The User Tools for HPC (UST4HPC) workshop took place in January 2021. It is organized as part of the training sessions program of the French national scientific research center (CNRS). It included talks and hands-on session about Guix and Guix-Jupyter.
Personnel
GNU Guix is a collaborative effort, receiving contributions from more than 60 people every month—a 50% increase compared to last year. As part of Guix-HPC, participating institutions have dedicated work hours to the project, which we summarize here.
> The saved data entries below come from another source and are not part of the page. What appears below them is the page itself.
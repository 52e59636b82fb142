//! Clock intro: a multi-phase animated analog clock that draws its face,
//! catches up with the wall clock, and hands control back to the host page.
//!
//! ```text
//!   host events ──▶ ClockIntroController ──▶ machine::transition (pure)
//!   (frames,             │                          │
//!    timers,             ▼                          ▼
//!    input)        FrameScheduler /            IntroState ──▶ IntroFrame
//!                  ScrollHost effects                          │
//!                                                              ▼
//!                                                 render::render_intro ──▶ RenderCommand[]
//! ```

pub mod angles;
pub mod clock;
pub mod config;
pub mod controller;
pub mod easing;
pub mod machine;
pub mod render;
pub mod scheduler;
pub mod scroll;
pub mod svg;
pub mod ticks;

pub use angles::{WallTime, WallTimeError};
pub use clock::{FixedClock, LocalClock, WallClock};
pub use config::{ConfigError, IntroConfig, IntroLabels};
pub use controller::ClockIntroController;
pub use machine::{DismissInput, Effect, IntroEvent, IntroKey, IntroState, Step, TimerKind};
pub use scheduler::{FrameHandle, FrameScheduler, QueuedScheduler, TimerHandle};
pub use scroll::{PageScroll, ScrollHost};
pub use ticks::RevealedTicks;
mod renderer;

use std::fs::File;
use std::path::PathBuf;

use anyhow::{Context, Result};
use clock_intro_core::IntroConfig;

/// Log to the file named by `CLOCK_INTRO_LOG`; the terminal belongs to the
/// intro while it runs.
fn init_logging() -> Result<()> {
    let Some(path) = std::env::var_os("CLOCK_INTRO_LOG") else {
        return Ok(());
    };
    let file = File::create(&path)
        .with_context(|| format!("creating log file {}", PathBuf::from(&path).display()))?;
    env_logger::Builder::from_env(env_logger::Env::default().default_filter_or("debug"))
        .target(env_logger::Target::Pipe(Box::new(file)))
        .init();
    Ok(())
}

fn load_config(path: Option<PathBuf>) -> Result<IntroConfig> {
    let Some(path) = path else {
        return Ok(IntroConfig::default());
    };
    let text = std::fs::read_to_string(&path)
        .with_context(|| format!("reading {}", path.display()))?;
    IntroConfig::from_json(&text).with_context(|| format!("parsing {}", path.display()))
}

fn main() -> Result<()> {
    let mut args = std::env::args().skip(1);
    let path = args.next().map(PathBuf::from);
    if args.next().is_some() {
        eprintln!("Usage: clock-intro [config.json]");
        std::process::exit(2);
    }

    init_logging()?;
    let config = load_config(path)?;
    let labels = config.labels.clone();

    if renderer::run_intro(config)? {
        eprintln!("{} {}: {}", labels.first_name, labels.last_name, labels.title);
    }
    Ok(())
}
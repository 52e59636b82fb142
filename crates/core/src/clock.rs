use chrono::Local;

use crate::angles::WallTime;

/// Source of the local time of day.
pub trait WallClock {
    fn now(&self) -> WallTime;
}

/// The system's local time zone clock.
#[derive(Debug, Clone, Copy, Default)]
pub struct LocalClock;

impl WallClock for LocalClock {
    fn now(&self) -> WallTime {
        WallTime::from_naive(Local::now().time())
    }
}

/// A clock that advances only when told to.
#[derive(Debug, Clone, Copy)]
pub struct FixedClock {
    start: WallTime,
    offset_ms: u64,
}

impl FixedClock {
    pub fn new(start: WallTime) -> Self {
        Self {
            start,
            offset_ms: 0,
        }
    }

    pub fn advance(&mut self, ms: u64) {
        self.offset_ms += ms;
    }

    pub fn set_offset(&mut self, ms: u64) {
        self.offset_ms = ms;
    }
}

impl WallClock for FixedClock {
    fn now(&self) -> WallTime {
        const DAY_MS: u64 = 24 * 60 * 60 * 1000;
        let total = (self.start.millis_of_day() + self.offset_ms) % DAY_MS;
        let millis = (total % 1000) as u32;
        let secs = total / 1000;
        WallTime::new(
            (secs / 3600) as u32,
            ((secs / 60) % 60) as u32,
            (secs % 60) as u32,
            millis,
        )
        .unwrap_or(WallTime::MIDNIGHT)
    }
}

#[cfg(test)]
mod tests {
    use super::*;

    #[test]
    fn fixed_clock_rolls_over_midnight() {
        let start = WallTime::new(23, 59, 59, 900).unwrap_or(WallTime::MIDNIGHT);
        let mut clock = FixedClock::new(start);
        clock.advance(200);
        let now = clock.now();
        assert_eq!((now.hours(), now.minutes(), now.seconds(), now.millis()), (0, 0, 0, 100));
    }

    #[test]
    fn local_clock_is_in_range() {
        let now = LocalClock.now();
        assert!(now.hours() < 24);
        assert!(now.millis() < 1000);
    }
}
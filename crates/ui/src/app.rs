use std::cell::Cell;
use std::rc::Rc;
use std::time::Duration;

use clock_intro_core::machine::Lifecycle;
use clock_intro_core::render::{render_intro, IntroLayout, Presentation};
use clock_intro_core::{
    ClockIntroController, DismissInput, IntroConfig, IntroKey, LocalClock, PageScroll,
    QueuedScheduler, WallClock,
};
use clock_intro_protocol::{Point, Rect, Viewport};
use eframe::egui;

use crate::renderer;
use crate::theme::ThemeMode;

type Intro = ClockIntroController<QueuedScheduler, PageScroll, LocalClock>;

/// Build an intro over a page currently scrolled to `offset`.
fn new_intro(config: IntroConfig, offset: f32, completed: Rc<Cell<bool>>) -> Intro {
    ClockIntroController::new(
        config,
        QueuedScheduler::new(),
        PageScroll::at(f64::from(offset)),
        move || completed.set(true),
    )
}

fn intro_key(key: egui::Key) -> IntroKey {
    match key {
        egui::Key::Enter => IntroKey::Enter,
        egui::Key::Space => IntroKey::Space,
        egui::Key::Escape => IntroKey::Escape,
        _ => IntroKey::Other,
    }
}

/// Translate this frame's raw input into dismissal inputs. Pointer
/// positions are made relative to `origin`, the intro's top-left corner.
fn collect_inputs(
    input: &egui::InputState,
    origin: egui::Pos2,
    skip: Option<Rect>,
) -> Vec<DismissInput> {
    let mut inputs = Vec::new();
    if input.pointer.primary_clicked() {
        let on_skip = match (skip, input.pointer.interact_pos()) {
            (Some(skip), Some(p)) => skip.contains(Point::new(
                f64::from(p.x - origin.x),
                f64::from(p.y - origin.y),
            )),
            _ => false,
        };
        inputs.push(if on_skip {
            DismissInput::Skip
        } else {
            DismissInput::Click { on_control: false }
        });
    }
    if input.raw_scroll_delta.y != 0.0 {
        inputs.push(DismissInput::Wheel);
    }
    for event in &input.events {
        if let egui::Event::Key {
            key,
            pressed: true,
            repeat: false,
            ..
        } = event
        {
            inputs.push(DismissInput::Key(intro_key(*key)));
        }
    }
    inputs
}

/// Main application state: the intro while it runs, then the landing page.
pub struct PortfolioApp {
    config: IntroConfig,
    intro: Option<Intro>,
    /// Set by the intro's completion callback.
    completed: Rc<Cell<bool>>,
    /// Bumped on replay so the fade animation starts fresh.
    generation: u32,
    theme_mode: ThemeMode,
    /// Scroll position handed from the intro to the landing page.
    restore_offset: Option<f32>,
    /// Last observed landing page scroll position.
    landing_offset: f32,
}

impl PortfolioApp {
    pub fn new(cc: &eframe::CreationContext<'_>, config: IntroConfig) -> Self {
        // Use dark theme by default
        cc.egui_ctx.set_visuals(egui::Visuals::dark());

        let mut app = Self {
            config,
            intro: None,
            completed: Rc::new(Cell::new(false)),
            generation: 0,
            theme_mode: ThemeMode::Dark,
            restore_offset: None,
            landing_offset: 0.0,
        };
        app.start_intro();
        app
    }

    fn start_intro(&mut self) {
        let completed = Rc::new(Cell::new(false));
        self.intro = Some(new_intro(
            self.config.clone(),
            self.landing_offset,
            Rc::clone(&completed),
        ));
        self.completed = completed;
        self.generation += 1;
    }

    fn finish_intro_if_done(&mut self) {
        if !self.completed.get() {
            return;
        }
        if let Some(mut intro) = self.intro.take() {
            intro.unmount();
            let offset = intro.scroll_host().offset;
            log::info!("intro complete, landing at scroll offset {offset}");
            self.restore_offset = Some(offset as f32);
        }
    }

    fn show_intro(&mut self, ctx: &egui::Context) {
        let now_ms = ctx.input(|i| i.time) * 1000.0;
        let mode = self.theme_mode;
        let layer_id = egui::Id::new(("intro_layer", self.generation));
        let Some(intro) = self.intro.as_mut() else {
            return;
        };

        // Pump before mounting so timer deadlines use egui's clock.
        intro.pump(now_ms);
        if intro.state().lifecycle == Lifecycle::Fresh {
            intro.mount();
        }

        let frame = intro.frame();
        let exit_s = (intro.config().exit_delay_ms / 1000.0) as f32;
        let layer = ctx.animate_bool_with_time(layer_id, !frame.is_complete, exit_s);

        egui::CentralPanel::default()
            .frame(egui::Frame::NONE)
            .show(ctx, |ui| {
                let rect = ui.max_rect();
                let viewport = Viewport::new(f64::from(rect.width()), f64::from(rect.height()));
                let skip = frame
                    .skip_visible
                    .then(|| IntroLayout::new(&viewport).skip_rect());
                let skip_hovered = skip.is_some_and(|skip| {
                    let hit = egui::Rect::from_min_size(
                        rect.min + egui::vec2(skip.x as f32, skip.y as f32),
                        egui::vec2(skip.w as f32, skip.h as f32),
                    );
                    ui.rect_contains_pointer(hit)
                });
                if skip_hovered {
                    ui.ctx().set_cursor_icon(egui::CursorIcon::PointingHand);
                }

                let presentation = Presentation {
                    layer_opacity: layer,
                    skip_hovered,
                    now_ms,
                };
                let commands =
                    render_intro(&frame, &viewport, &intro.config().labels, &presentation);
                renderer::render_commands(ui.painter(), &commands, rect.min, mode);

                for input in ui.input(|i| collect_inputs(i, rect.min, skip)) {
                    let outcome = intro.dismiss_at(input, now_ms);
                    if outcome.dismissed {
                        log::info!("intro dismissed by {input:?}");
                    }
                }
            });

        // The continue hint loops, so keep repainting once it shows.
        if intro.scheduler().has_pending_frame()
            || (frame.is_ready && !frame.is_complete)
            || (frame.is_complete && layer > 0.0)
        {
            ctx.request_repaint();
        } else if let Some(ms) = intro.next_timer_in() {
            ctx.request_repaint_after(Duration::from_secs_f64(ms / 1000.0));
        }
    }

    fn show_landing(&mut self, ctx: &egui::Context) {
        let labels = self.config.labels.clone();

        // Top toolbar
        egui::TopBottomPanel::top("toolbar").show(ctx, |ui| {
            ui.horizontal(|ui| {
                ui.heading(format!("{} {}", labels.first_name, labels.last_name));
                ui.with_layout(egui::Layout::right_to_left(egui::Align::Center), |ui| {
                    let theme_label = match self.theme_mode {
                        ThemeMode::Dark => "Dark",
                        ThemeMode::Light => "Light",
                    };
                    if ui.button(theme_label).clicked() {
                        self.theme_mode = self.theme_mode.toggled();
                        ctx.set_visuals(self.theme_mode.visuals());
                    }
                    if ui.button("Replay intro").clicked() {
                        self.start_intro();
                    }
                });
            });
        });

        egui::CentralPanel::default().show(ctx, |ui| {
            let mut area = egui::ScrollArea::vertical();
            if let Some(offset) = self.restore_offset.take() {
                area = area.vertical_scroll_offset(offset);
            }
            let output = area.show(ui, |ui| {
                ui.vertical_centered(|ui| {
                    ui.add_space(ui.available_height() / 4.0);
                    ui.heading(labels.title.to_string());
                    ui.label(format!("Local time {}", LocalClock.now().label()));
                });
            });
            self.landing_offset = output.state.offset.y;
        });

        // Keep the clock in the landing view ticking.
        ctx.request_repaint_after(Duration::from_secs(1));
    }
}

impl eframe::App for PortfolioApp {
    fn update(&mut self, ctx: &egui::Context, _frame: &mut eframe::Frame) {
        self.finish_intro_if_done();
        if self.intro.is_some() {
            self.show_intro(ctx);
        } else {
            self.show_landing(ctx);
        }
    }
}

#[cfg(test)]
mod tests {
    use super::*;

    #[test]
    fn dismissing_keys_map_to_intro_keys() {
        assert_eq!(intro_key(egui::Key::Enter), IntroKey::Enter);
        assert_eq!(intro_key(egui::Key::Space), IntroKey::Space);
        assert_eq!(intro_key(egui::Key::Escape), IntroKey::Escape);
        assert_eq!(intro_key(egui::Key::A), IntroKey::Other);
    }

    #[test]
    fn replay_returns_to_the_landing_scroll_position() {
        let completed = Rc::new(Cell::new(false));
        let mut intro = new_intro(IntroConfig::default(), 500.0, Rc::clone(&completed));
        intro.mount();
        assert!(intro.scroll_host().locked);
        assert_eq!(intro.scroll_host().offset, 500.0);

        intro.unmount();
        assert!(!intro.scroll_host().locked);
        assert_eq!(intro.scroll_host().offset, 500.0);
    }
}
- CNRS: 0.25 person-year (Konrad Hinsen)
- Inria: 2 person-years (Ludovic Courtès, Maurice Brémond, and the contributors to the Guix-HPC channel: Emmanuel Agullo, Florent Pruvost, Gilles Marait, Nathalie Furmento, Marek Felšöci, Adrien Guilbaud, Philippe Swartvagher, Matthieu Simonin)
- Max Delbrück Center for Molecular Medicine (MDC): 2 person-years (Ricardo Wurmus and Mădălin Ionel Patrașcu)
- Tourbillion Technology: 0.8 person-year (Paul Garlick)
- Université de Paris: 0.5 person-year (Simon Tournier)
- University of Tennessee Health Science Center (UTHSC): 1.0 person-year (Efraim Flashner, Bonface Munyoki, Erik Garrison and Pjotr Prins)
- Utrecht Bioinformatics Center (UBC): 0.1 person-year (Roel Janssen)
Perspectives
Guix availability on scientific computing clusters remains a top
priority. We have seen increased adoption and interest among cluster
system administrators. The latest guix pack
improvements should be
welcomed by those targeting clusters not running Guix. We expect to
continue work on these two complementary fronts: reaching out to system
administrators, notably through training sessions, and streamlining the
use of packs and non-root deployment in general.
Upstream, we will continue to work with Software Heritage with the goal of achieving complete archive coverage of the source code Guix refers to. We have identified challenges related to source code “tarball” availability; this will probably be one of the main efforts in this area for the coming year.
Downstream, a lot of work has happened in the area of reproducible research tools. First, our package collections have grown to include more and more scientific tools; the new Guix Science and Guix-Past channels cater to additional use cases. Second, the Guix Workflow Language, Guix-Jupyter, have matured; along with the PsychNotebook service, they bridge the gap between reproducible software deployment and reproducible scientific tools and workflows. Likewise, our participation in the “Ten Years Reproducibility Challenge” demonstrated very concretely what Guix brings to scientific workflows. It showed that fully reproducible research article workflows are indeed a possibility.
Working on the tools and workflows directly in the hands of scientists will be a major focus of the coming year. We want to contribute to raising the bar of what scientists come to expect in terms of reproducible workflows.
There’s a lot we can do and we’d love to hear your ideas!